Maximum number of connections from VM to a single internet endpoint (IP:port).
Which is somewhat confusing, because the use of VM in the docs seems to refer to a VM utilizing the Cloud NAT Gateway. I’m confused as to how this would map when we have multiple VMs behind the NAT. If was referring to the ports on the NAT, I would expect the scale to be more 0-65k per IP
Does anyone know specifically what port_usage represents?
This metric is a health indicator for your Google Cloud NAT gateway. It doesn’t measure the total number of connections going through your NAT. Instead, it gives you the highest number of ports being used by a single VM to connect to a single destination IP address and port. It helps you spot and prevent a specific type of problem called destination port exhaustion, where one of your VMs overwhelms a single external service with too many connections.
While there is no maximum number of ports a single VM can use for a single destination is determined dynamically by Cloud NAT’s internal logic, it is primarily influenced by the “Minimum ports per VM instance” setting.
Was this helpful? If so, please accept this answer as “Solution”. If you need additional assistance, reply here within 2 business days and I’ll be happy to help.
Thanks for the reply, and for explaining the metric; that clears up my confusion.
If I’m understanding what you’re saying, port exhaustion is the gateway not having the capacity to accept inbound connections from VMs, not that it doesn’t have capacity for outbound connections to destinations?

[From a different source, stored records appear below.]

use actix_web::{HttpRequest, HttpResponse, Result as ActixResult};

use super::{CourseService, load_course};
use crate::errors::CourseAppError;
use crate::models::{ApiResponse, ErrorCode};
use crate::utils::{error_response, error_response_with};

pub async fn handle_get_course(
    service: &CourseService,
    course_id: i64,
    request: &HttpRequest,
) -> ActixResult<HttpResponse> {
    let storage = service.get_storage(request);

    match load_course(storage.as_ref(), course_id).await {
        Ok(course) => Ok(HttpResponse::Ok().json(ApiResponse::success(course, "Success"))),
        Err(e @ CourseAppError::NotFound(_)) => {
            Ok(error_response_with(&e, ErrorCode::CourseNotFound))
        }
        Err(e) => Ok(error_response(&e)),
    }
}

Cloud NAT is for outbound (egress) connections only. It allows VMs without public IPs to initiate connections to the internet. Port exhaustion happens when a VM requests to make a new outbound connection, but the NAT gateway has no available external source ports to assign to that connection.
Understood. I think what confused me was this statement:
Instead, it gives you the highest number of ports being used by a single VM to connect to a single destination IP address and port.
But specifically, a new port is used whenever the the 5-tuple is unique (dest IP, dest Port, dest protocol, source IP, source port). If there was a large number of separate processes on the same VM to the same destination tuple, then the NAT would need an external port per-process, so-to-speak.
I think I’m straight with the metric now - I appreciate the help!